1.3 Роптания в пустыне

1.3 Роптания в пустыне

Взаимосвязь между пугающими сторонами человеческой природы и политическими установлениями является, без сомнения, метаисторическим вопросом. Принимаясь за его решение, бесполезно обращаться к калейдоскопу культурных различий. Вместе с тем, как это всегда происходит, ясные очертания и весомость метаисторический вопрос обретает только в рамках конкретной социально-исторической ситуации. Инвариант, т. е. врождённая (само)деструктивность животного, мыслящего при помощи слов, тематизируется как «довод» в пользу существования «функции», которая целиком состоит из связанных с непредвиденными обстоятельствами кризисов и конфликтов. Иными словами: проблема внутривидовой агрессивности выступает на первый план, как толькосовременное централизованное государство начинает переживать заметный упадок, хотя бы и расцвеченный конвульсивными поползновениями к реставрации и тревожными метаморфозами. Именно посреди и в силу упадка проблема установлений, их регулятивной и стабилизирующей роли заставляет себя ощутить во всем своём био-антропологическом размахе.

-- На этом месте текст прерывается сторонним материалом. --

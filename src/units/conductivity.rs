use serde::{Deserialize, Serialize};

use super::UnitScale;

/// 열전도율 단위. 내부 기준은 W/m·K이다.
#[derive(Debug, Clone, Copy, PartialEq, Eq, Serialize, Deserialize)]
pub enum ConductivityUnit {
    WPerMeterK,
    BtuPerHourFootF,
}

impl UnitScale for ConductivityUnit {
    fn from_symbol(symbol: &str) -> Option<Self> {
        match symbol {
            "w/mk" | "w/m*k" | "w/m/k" | "w/m/degc" | "w/m*degc" => {
                Some(ConductivityUnit::WPerMeterK)
            }
            "btu/h-ft-f" | "btu/h*ft*f" | "btu/h/ft/f" => Some(ConductivityUnit::BtuPerHourFootF),
            _ => None,
        }
    }

    fn symbol(self) -> &'static str {
        match self {
            ConductivityUnit::WPerMeterK => "W/(m·K)",
            ConductivityUnit::BtuPerHourFootF => "Btu/(h·ft·°F)",
        }
    }

    fn to_base(self, value: f64) -> f64 {
        match self {
            ConductivityUnit::WPerMeterK => value,
            ConductivityUnit::BtuPerHourFootF => value * 1.730735,
        }
    }

    fn from_base(self, value: f64) -> f64 {
        match self {
            ConductivityUnit::WPerMeterK => value,
            ConductivityUnit::BtuPerHourFootF => value / 1.730735,
        }
    }
}
use serde::{Deserialize, Serialize};

use super::UnitScale;

/// 면적 단위. 내부 기준은 제곱미터이다.
#[derive(Debug, Clone, Copy, PartialEq, Eq, Serialize, Deserialize)]
pub enum AreaUnit {
    SquareMeter,
    SquareCentimeter,
    SquareMillimeter,
    SquareFoot,
}

impl UnitScale for AreaUnit {
    fn from_symbol(symbol: &str) -> Option<Self> {
        match symbol {
            "m2" | "m^2" | "sqm" => Some(AreaUnit::SquareMeter),
            "cm2" | "cm^2" => Some(AreaUnit::SquareCentimeter),
            "mm2" | "mm^2" => Some(AreaUnit::SquareMillimeter),
            "ft2" | "ft^2" | "sqft" => Some(AreaUnit::SquareFoot),
            _ => None,
        }
    }

    fn symbol(self) -> &'static str {
        match self {
            AreaUnit::SquareMeter => "m²",
            AreaUnit::SquareCentimeter => "cm²",
            AreaUnit::SquareMillimeter => "mm²",
            AreaUnit::SquareFoot => "ft²",
        }
    }

    fn to_base(self, value: f64) -> f64 {
        match self {
            AreaUnit::SquareMeter => value,
            AreaUnit::SquareCentimeter => value / 1.0e4,
            AreaUnit::SquareMillimeter => value / 1.0e6,
            AreaUnit::SquareFoot => value * 0.092903,
        }
    }

    fn from_base(self, value_m2: f64) -> f64 {
        match self {
            AreaUnit::SquareMeter => value_m2,
            AreaUnit::SquareCentimeter => value_m2 * 1.0e4,
            AreaUnit::SquareMillimeter => value_m2 * 1.0e6,
            AreaUnit::SquareFoot => value_m2 / 0.092903,
        }
    }
}
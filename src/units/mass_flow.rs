use serde::{Deserialize, Serialize};

use super::UnitScale;

/// 질량 유량 단위. 내부 기준은 kg/s이다.
#[derive(Debug, Clone, Copy, PartialEq, Eq, Serialize, Deserialize)]
pub enum MassFlowUnit {
    KgPerSecond,
    KgPerMinute,
    KgPerHour,
    GramPerSecond,
    PoundPerHour,
}

impl UnitScale for MassFlowUnit {
    fn from_symbol(symbol: &str) -> Option<Self> {
        match symbol {
            "kg/s" => Some(MassFlowUnit::KgPerSecond),
            "kg/min" => Some(MassFlowUnit::KgPerMinute),
            "kg/h" | "kg/hr" => Some(MassFlowUnit::KgPerHour),
            "g/s" => Some(MassFlowUnit::GramPerSecond),
            "lb/h" | "lb/hr" | "lbm/h" => Some(MassFlowUnit::PoundPerHour),
            _ => None,
        }
    }

    fn symbol(self) -> &'static str {
        match self {
            MassFlowUnit::KgPerSecond => "kg/s",
            MassFlowUnit::KgPerMinute => "kg/min",
            MassFlowUnit::KgPerHour => "kg/h",
            MassFlowUnit::GramPerSecond => "g/s",
            MassFlowUnit::PoundPerHour => "lb/h",
        }
    }

    fn to_base(self, value: f64) -> f64 {
        match self {
            MassFlowUnit::KgPerSecond => value,
            MassFlowUnit::KgPerMinute => value / 60.0,
            MassFlowUnit::KgPerHour => value / 3600.0,
            MassFlowUnit::GramPerSecond => value / 1000.0,
            MassFlowUnit::PoundPerHour => value * 0.453_592_37 / 3600.0,
        }
    }

    fn from_base(self, value: f64) -> f64 {
        match self {
            MassFlowUnit::KgPerSecond => value,
            MassFlowUnit::KgPerMinute => value * 60.0,
            MassFlowUnit::KgPerHour => value * 3600.0,
            MassFlowUnit::GramPerSecond => value * 1000.0,
            MassFlowUnit::PoundPerHour => value * 3600.0 / 0.453_592_37,
        }
    }
}
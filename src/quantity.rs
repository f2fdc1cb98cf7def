/// 파라미터 파일이 다루는 물리량 종류를 나타낸다.
#[derive(Debug, Clone, Copy, PartialEq, Eq)]
pub enum QuantityKind {
    Temperature,
    Length,
    Area,
    Volume,
    Velocity,
    MassFlow,
    Density,
    Viscosity,
    SpecificHeat,
    ThermalConductivity,
    HeatTransferCoeff,
    Power,
    Pressure,
    Angle,
    Dimensionless,
}

impl QuantityKind {
    /// 단위 없이 숫자만 적힌 값을 해석할 때 쓰는 단위 기호.
    ///
    /// 온도는 °C, 각도는 도(°), 나머지는 SI 기준 단위로 읽는다.
    pub fn default_symbol(self) -> &'static str {
        match self {
            QuantityKind::Temperature => "degc",
            QuantityKind::Length => "m",
            QuantityKind::Area => "m^2",
            QuantityKind::Volume => "m^3",
            QuantityKind::Velocity => "m/s",
            QuantityKind::MassFlow => "kg/s",
            QuantityKind::Density => "kg/m^3",
            QuantityKind::Viscosity => "pa*s",
            QuantityKind::SpecificHeat => "j/kg/k",
            QuantityKind::ThermalConductivity => "w/m/k",
            QuantityKind::HeatTransferCoeff => "w/m^2/k",
            QuantityKind::Power => "w",
            QuantityKind::Pressure => "pa",
            QuantityKind::Angle => "deg",
            QuantityKind::Dimensionless => "",
        }
    }

    /// 오류 메시지용 이름.
    pub fn name(self) -> &'static str {
        match self {
            QuantityKind::Temperature => "temperature",
            QuantityKind::Length => "length",
            QuantityKind::Area => "area",
            QuantityKind::Volume => "volume",
            QuantityKind::Velocity => "velocity",
            QuantityKind::MassFlow => "mass flow",
            QuantityKind::Density => "density",
            QuantityKind::Viscosity => "viscosity",
            QuantityKind::SpecificHeat => "specific heat",
            QuantityKind::ThermalConductivity => "thermal conductivity",
            QuantityKind::HeatTransferCoeff => "heat transfer coefficient",
            QuantityKind::Power => "power",
            QuantityKind::Pressure => "pressure",
            QuantityKind::Angle => "angle",
            QuantityKind::Dimensionless => "dimensionless",
        }
    }
}

/// `"<숫자> <단위>"` 또는 `"(<숫자> +/- <오차>) <단위>"` 형태의 측정값.
/// 단위 문자열은 원문 그대로 보관한다.
#[derive(Debug, Clone, PartialEq)]
pub struct Measure {
    pub value: f64,
    /// 표준 불확도(1σ). 값과 같은 단위이다.
    pub uncertainty: Option<f64>,
    pub unit: String,
}

impl Measure {
    /// 문자열을 숫자와 단위로 나눈다. 첫 토큰이 숫자가 아니면 `None`.
    ///
    /// 단위가 없으면 빈 문자열을 단위로 돌려준다. 예: `"0.5 kg/s"`, `"2.5e3 W/(m^2 K)"`, `"45"`,
    /// `"(90 +/- 0.5) degC"`, `"(1.0 ± 0.1)e+3 W"`.
    pub fn parse(text: &str) -> Option<Self> {
        let trimmed = text.trim();
        if let Some(rest) = trimmed.strip_prefix('(') {
            return Self::parse_uncertain(rest);
        }
        let (number, unit) = split_unit(trimmed);
        let value = parse_finite(number)?;
        Some(Self {
            value,
            uncertainty: None,
            unit: unit.to_string(),
        })
    }

    /// 여는 괄호 뒤의 `값 +/- 오차)[e지수] 단위`. 지수는 값과 오차에 함께 적용한다.
    fn parse_uncertain(rest: &str) -> Option<Self> {
        let (inner, tail) = rest.split_once(')')?;
        let (value, error) = inner
            .split_once("+/-")
            .or_else(|| inner.split_once('±'))?;
        let (exponent, unit) = split_unit(tail);
        let scale = match exponent {
            "" => 1.0,
            e if e.starts_with(['e', 'E']) => parse_finite(&format!("1{e}"))?,
            _ => return None,
        };
        let value = parse_finite(value.trim())? * scale;
        let error = parse_finite(error.trim())? * scale;
        if error < 0.0 {
            return None;
        }
        Some(Self {
            value,
            uncertainty: Some(error),
            unit: unit.to_string(),
        })
    }
}

fn split_unit(text: &str) -> (&str, &str) {
    match text.find(char::is_whitespace) {
        Some(idx) => (&text[..idx], text[idx..].trim()),
        None => (text, ""),
    }
}

fn parse_finite(text: &str) -> Option<f64> {
    text.parse::<f64>().ok().filter(|v| v.is_finite())
}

Шмитт и сам, не без заметного огорчения, признаёт ослабление государственного суверенитета[10]. Размывание «монополии на политическое решение» проистекает как из природы современного производственного процесса (основанного на абстрактном знании и языковой коммуникации), так и из социальной борьбы шестидесятых-семидесятых, а также из последующего распространения образов жизни, не восприимчивых к «предварительному договору о повиновении». Здесь не столь важно подробно останавливаться на этих причинах или перечислять другие. Важны вопросительные знаки, повисшие над новой ситуацией. Какие политические установления могут иметь место вне государственного аппарата? Как обуздывать неустойчивость и опасность человеческого животного, когда мы больше не можем рассчитывать на «навязчивое повторение» в применении правил, действующих в любое время? Каким образом избыток влечений и открытость миру могут действовать как политическое противоядие от той отравы, которую сами же и выделяют?

Эти вопросы возвращают нас к мучительнейшему эпизоду в повествовании об исходе евреев из Египта: к «роптаниям» в пустыне, этой череде исключительно горьких распрей и междоусобиц. Вместо того чтобы покориться фараону или восстать против его правления, евреи воспользовались принципом tertium datur, ухватившись за другую, беспрецедентную возможность: оставить дом рабства и работы, от которой они «стенали». И они отважились войти в ничейную землю, где опробовали неслыханные доселе формы самоуправления. Но узы сплочённости слабеют: растёт стремление к старому угнетению, уважение к товарищам по бегству внезапно превращается в ненависть, пышным цветом расцветают идолопоклонничество и насилие. Множество [la moltitudine] должно разобраться с этим злом, или, если угодно, с негативностью, которая в него проникает: расколы, враждебность, клевета, полиморфная агрессивность. Повествование об исходе представляет собой, пожалуй, самую авторитетную теологически-политическую модель преодоления государства, ибо рисует возможность подрыва принадлежащей фараону монополии на принятие решений посредством предприимчивого уклонения [sottrazione][11]; но также потому, что, привлекая внимание к «роптаниям», оно тем самым исключает идею, будто это уклонение основано на природной кротости человеческого животного. Исход опровергает Шмитта: Республика, которая больше уже не является государством, пользуется очень близкими и открытыми отношениями с врождённой деструктивностью нашего вида.